* Data for analysis:
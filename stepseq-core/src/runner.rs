//! Procedure runner state machine.
//!
//! The runner single-steps a loaded procedure forward in time. It is
//! invoked once per host tick, never blocks, and performs at most one
//! visible step transition per call, which amortizes potentially
//! expensive host evaluations across frames. It tolerates being left
//! mid-procedure and resumed on any later tick.

use crate::error::CoreError;
use crate::host::ExpressionEvaluator;
use crate::step::Procedure;
use std::sync::Arc;
use std::time::Duration;

/// Lifecycle phase of the runner.
#[derive(Debug, Clone, Copy, PartialEq, Eq, Default)]
pub enum RunnerPhase {
    /// No procedure loaded.
    #[default]
    Idle,
    /// Waiting out the previous step's post-delay.
    Waiting,
    /// Eligible to evaluate the current step on the next advance.
    Transitioning,
    /// Past the last step; the next advance reports completion.
    Complete,
}

/// Progress metadata published when a step is evaluated.
#[derive(Debug, Clone, Copy, PartialEq)]
pub struct Progress {
    /// Fractional completion in [0, 1], computed before the index
    /// advances: it reflects the step being evaluated this tick.
    pub fraction: f64,
    /// Identifier of the step being evaluated.
    pub step_id: u32,
}

/// Result of one `advance` call.
#[derive(Debug, Clone, PartialEq)]
pub enum StepOutcome {
    /// The whole procedure has finished; the runner is idle again.
    Complete,
    /// Still inside the previous step's post-delay.
    Waiting,
    /// Condition step tested falsy; it stays current and is retested
    /// after its declared delay.
    ConditionPending(Progress),
    /// Condition step tested truthy; advanced with no extra delay.
    ConditionSatisfied(Progress),
    /// Expected state already held; the action was skipped without being
    /// evaluated, with no extra delay.
    Skipped,
    /// The step's action was executed.
    Executed(Progress),
}

impl StepOutcome {
    /// Progress to publish for this outcome, if any. Skipped steps
    /// publish nothing.
    pub fn progress(&self) -> Option<Progress> {
        match self {
            StepOutcome::ConditionPending(p)
            | StepOutcome::ConditionSatisfied(p)
            | StepOutcome::Executed(p) => Some(*p),
            _ => None,
        }
    }
}

/// Single-steps a loaded procedure forward in time.
#[derive(Default)]
pub struct ProcedureRunner {
    phase: RunnerPhase,
    procedure: Option<Arc<Procedure>>,
    step_index: usize,
    elapsed: Duration,
    next_allowed: Duration,
}

impl ProcedureRunner {
    pub fn new() -> Self {
        Self::default()
    }

    /// Loads a procedure and arms its first step. No host side effects.
    pub fn start(&mut self, procedure: Arc<Procedure>) -> Result<(), CoreError> {
        if procedure.is_empty() {
            return Err(CoreError::EmptyProcedure { id: procedure.id });
        }
        self.step_index = 0;
        self.elapsed = Duration::ZERO;
        self.next_allowed = Duration::ZERO;
        self.phase = RunnerPhase::Transitioning;
        self.procedure = Some(procedure);
        Ok(())
    }

    /// Abandons the current procedure and returns to idle. Safe to call
    /// at any step index.
    pub fn cancel(&mut self) {
        self.procedure = None;
        self.phase = RunnerPhase::Idle;
    }

    pub fn is_active(&self) -> bool {
        self.phase != RunnerPhase::Idle
    }

    pub fn phase(&self) -> RunnerPhase {
        self.phase
    }

    /// Index of the step the runner will consider next; equals the
    /// procedure length once all steps are done.
    pub fn step_index(&self) -> usize {
        self.step_index
    }

    /// Advances the procedure by one tick.
    ///
    /// Exactly one of {condition test, skip check, action execution}
    /// happens per call that is not a pure wait, and the step index never
    /// moves by more than one. Evaluator failures propagate; the caller
    /// decides whether to abort.
    pub fn advance(
        &mut self,
        dt: Duration,
        evaluator: &mut dyn ExpressionEvaluator,
    ) -> Result<StepOutcome, CoreError> {
        let procedure = Arc::clone(self.procedure.as_ref().ok_or(CoreError::NoProcedureLoaded)?);

        if self.step_index >= procedure.len() {
            self.procedure = None;
            self.phase = RunnerPhase::Idle;
            return Ok(StepOutcome::Complete);
        }

        self.elapsed += dt;

        // Equality still waits: the declared delay is a minimum.
        if self.elapsed <= self.next_allowed {
            self.phase = RunnerPhase::Waiting;
            return Ok(StepOutcome::Waiting);
        }
        self.phase = RunnerPhase::Transitioning;

        let step = &procedure.steps()[self.step_index];

        // Charged up front so every branch pays the declared delay unless
        // it explicitly zeroes it.
        self.next_allowed = self.elapsed + Duration::from_millis(step.delay_after_ms);

        let progress = Progress {
            fraction: self.step_index as f64 / procedure.len() as f64,
            step_id: step.id,
        };

        if step.is_condition() {
            let result = evaluator.evaluate(&step.action_code)?;
            tracing::debug!(
                index = self.step_index,
                description = %step.description,
                retest_ms = step.delay_after_ms,
                "condition step tested"
            );
            if result.is_truthy() {
                self.next_allowed = Duration::ZERO;
                self.advance_index(procedure.len());
                return Ok(StepOutcome::ConditionSatisfied(progress));
            }
            return Ok(StepOutcome::ConditionPending(progress));
        }

        if let Some(check) = &step.expected_state_check {
            let result = evaluator.evaluate(check)?;
            if result.is_truthy() {
                tracing::debug!(
                    index = self.step_index,
                    description = %step.description,
                    "expected state already holds, skipping"
                );
                self.next_allowed = Duration::ZERO;
                self.advance_index(procedure.len());
                return Ok(StepOutcome::Skipped);
            }
        }

        tracing::debug!(
            index = self.step_index,
            description = %step.description,
            delay_after_ms = step.delay_after_ms,
            "executing step"
        );
        evaluator.evaluate(&step.action_code)?;
        self.advance_index(procedure.len());
        Ok(StepOutcome::Executed(progress))
    }

    fn advance_index(&mut self, len: usize) {
        self.step_index += 1;
        if self.step_index >= len {
            self.phase = RunnerPhase::Complete;
        }
    }
}
//! # stepseq-core
//!
//! Step-sequencing procedure engine for tick-driven hosts.
//!
//! This crate provides:
//! - Procedure and step data model
//! - The procedure runner state machine (one step transition per tick)
//! - The preset controller bridging host request/guard variables
//! - Collaborator traits for the host's variable store, expression
//!   evaluator, and procedure catalog

pub mod controller;
pub mod error;
pub mod host;
pub mod runner;
pub mod step;

#[cfg(test)]
pub(crate) mod test_support;

pub use controller::{PresetController, TickOutcome};
pub use error::{CoreError, EvalError};
pub use host::{
    almost_equal, EvalOutput, ExpressionEvaluator, MemoryVariableStore, ProcedureCatalog,
    VariableStore,
};
pub use runner::{ProcedureRunner, Progress, RunnerPhase, StepOutcome};
pub use step::{Procedure, ProcedureStep, StepKind};
//! Preset controller.
//!
//! Bridges the host's request/guard/progress variables to the procedure
//! runner. This is the only component that talks to the variable store
//! and the catalog; the runner only ever sees the evaluator.
//!
//! Variable cadence note: the request, guard, and readiness keys are read
//! on every tick and should be kept fresh by the host; progress keys are
//! only written when something changed. The controller never writes the
//! guard variable.

use crate::host::{almost_equal, ExpressionEvaluator, ProcedureCatalog, VariableStore};
use crate::runner::{ProcedureRunner, StepOutcome};
use std::time::Duration;

/// Host request: a positive procedure id asks for that procedure, 0 means
/// no request (or an interrupt of the running one).
pub const REQUEST_VAR: &str = "PRESET_LOAD_REQUEST";
/// Fractional progress of the running procedure, in [0, 1].
pub const PROGRESS_VAR: &str = "PRESET_LOAD_PROGRESS";
/// Identifier of the step currently executing.
pub const PROGRESS_ID_VAR: &str = "PRESET_LOAD_CURRENT_ID";
/// Guard precondition: procedures only start or continue while truthy.
pub const GUARD_VAR: &str = "ON_GROUND";
/// Host readiness: ticks are deferred until this is truthy.
pub const READY_VAR: &str = "HOST_READY";
/// When truthy, skipped steps are logged at info level.
pub const VERBOSE_VAR: &str = "PRESET_VERBOSE";

/// Observable result of one controller tick.
#[derive(Debug, Clone, PartialEq)]
pub enum TickOutcome {
    /// `initialize` has not been called; the tick was skipped.
    NotInitialized,
    /// Host not ready yet; silently deferred.
    Deferred,
    /// No request and nothing running.
    Idle,
    /// A new request was accepted and the procedure armed.
    Started { id: i64 },
    /// The running procedure advanced (or waited) this tick.
    Running(StepOutcome),
    /// The running procedure completed this tick.
    Finished { id: i64 },
    /// The request was withdrawn mid-procedure.
    Cancelled { id: i64 },
    /// A request arrived (or a run continued) while the guard was false.
    GuardViolation { id: i64 },
    /// The requested id is not in the catalog.
    UnknownProcedure { id: i64 },
    /// Evaluation failed mid-procedure; the run was aborted.
    Faulted { id: i64 },
}

/// Drives procedure requests from the host, owning the runner.
#[derive(Default)]
pub struct PresetController {
    runner: ProcedureRunner,
    active_request_id: i64,
    initialized: bool,
}

impl PresetController {
    pub fn new() -> Self {
        Self::default()
    }

    /// Clears any stale request left in the store and marks the
    /// controller ready to tick.
    pub fn initialize(&mut self, store: &mut impl VariableStore) {
        store.write(REQUEST_VAR, 0.0);
        self.initialized = true;
        tracing::info!("preset controller initialized");
    }

    /// Id of the procedure currently being driven, 0 if none.
    pub fn active_request_id(&self) -> i64 {
        self.active_request_id
    }

    pub fn runner(&self) -> &ProcedureRunner {
        &self.runner
    }

    /// Runs one controller tick. Never returns an error: every failure
    /// path recovers locally by clearing the request and idling the
    /// runner, so a bad procedure can never stall the host frame loop.
    pub fn tick(
        &mut self,
        dt: Duration,
        store: &mut impl VariableStore,
        evaluator: &mut impl ExpressionEvaluator,
        catalog: &impl ProcedureCatalog,
    ) -> TickOutcome {
        if !self.initialized {
            tracing::error!("tick before initialize");
            return TickOutcome::NotInitialized;
        }

        if !truthy(store.read(READY_VAR)) {
            return TickOutcome::Deferred;
        }

        let request = store.read(REQUEST_VAR) as i64;
        if request > 0 {
            self.tick_requested(dt, request, store, evaluator, catalog)
        } else if self.runner.is_active() {
            // Cancellation. Progress outputs are deliberately left as
            // they were; they reset when the next procedure starts.
            let id = self.active_request_id;
            tracing::info!(id, "procedure cancelled");
            self.runner.cancel();
            self.active_request_id = 0;
            TickOutcome::Cancelled { id }
        } else {
            TickOutcome::Idle
        }
    }

    fn tick_requested(
        &mut self,
        dt: Duration,
        request: i64,
        store: &mut impl VariableStore,
        evaluator: &mut impl ExpressionEvaluator,
        catalog: &impl ProcedureCatalog,
    ) -> TickOutcome {
        if !truthy(store.read(GUARD_VAR)) {
            tracing::warn!(
                request,
                "procedure requested while guard precondition is false"
            );
            store.write(REQUEST_VAR, 0.0);
            self.runner.cancel();
            self.active_request_id = 0;
            return TickOutcome::GuardViolation { id: request };
        }

        if !self.runner.is_active() {
            let Some(procedure) = catalog.lookup(request) else {
                tracing::warn!(request, "requested procedure not in catalog");
                store.write(REQUEST_VAR, 0.0);
                return TickOutcome::UnknownProcedure { id: request };
            };
            if let Err(e) = self.runner.start(procedure) {
                tracing::warn!(request, error = %e, "procedure rejected");
                store.write(REQUEST_VAR, 0.0);
                return TickOutcome::Faulted { id: request };
            }
            self.active_request_id = request;
            store.write(PROGRESS_VAR, 0.0);
            store.write(PROGRESS_ID_VAR, 0.0);
            tracing::info!(id = request, "procedure starting");
            return TickOutcome::Started { id: request };
        }

        // Re-pin the request to the running procedure: only 0 is accepted
        // as an interrupt signal while a procedure is active.
        store.write(REQUEST_VAR, self.active_request_id as f64);

        match self.runner.advance(dt, evaluator) {
            Ok(StepOutcome::Complete) => {
                let id = self.active_request_id;
                tracing::info!(id, "procedure done");
                store.write(PROGRESS_VAR, 0.0);
                store.write(PROGRESS_ID_VAR, 0.0);
                store.write(REQUEST_VAR, 0.0);
                self.active_request_id = 0;
                TickOutcome::Finished { id }
            }
            Ok(outcome) => {
                if let Some(progress) = outcome.progress() {
                    store.write(PROGRESS_VAR, progress.fraction);
                    store.write(PROGRESS_ID_VAR, f64::from(progress.step_id));
                }
                if outcome == StepOutcome::Skipped && truthy(store.read(VERBOSE_VAR)) {
                    tracing::info!(
                        id = self.active_request_id,
                        index = self.runner.step_index().saturating_sub(1),
                        "expected state already set, step skipped"
                    );
                }
                TickOutcome::Running(outcome)
            }
            Err(e) => {
                let id = self.active_request_id;
                tracing::warn!(id, error = %e, "procedure aborted");
                store.write(REQUEST_VAR, 0.0);
                self.runner.cancel();
                self.active_request_id = 0;
                TickOutcome::Faulted { id }
            }
        }
    }
}

fn truthy(value: f64) -> bool {
    !almost_equal(value, 0.0)
}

* Required work: Return, with no change at all, every line in the entries above from the line containing "never writes the" through the line containing "pub const REQUEST_VAR: &str".

* Solved exercise:
//! only written when something changed. The controller never writes the
//! guard variable.

use crate::host::{almost_equal, ExpressionEvaluator, ProcedureCatalog, VariableStore};
use crate::runner::{ProcedureRunner, StepOutcome};
use std::time::Duration;

/// Host request: a positive procedure id asks for that procedure, 0 means
/// no request (or an interrupt of the running one).
pub const REQUEST_VAR: &str = "PRESET_LOAD_REQUEST";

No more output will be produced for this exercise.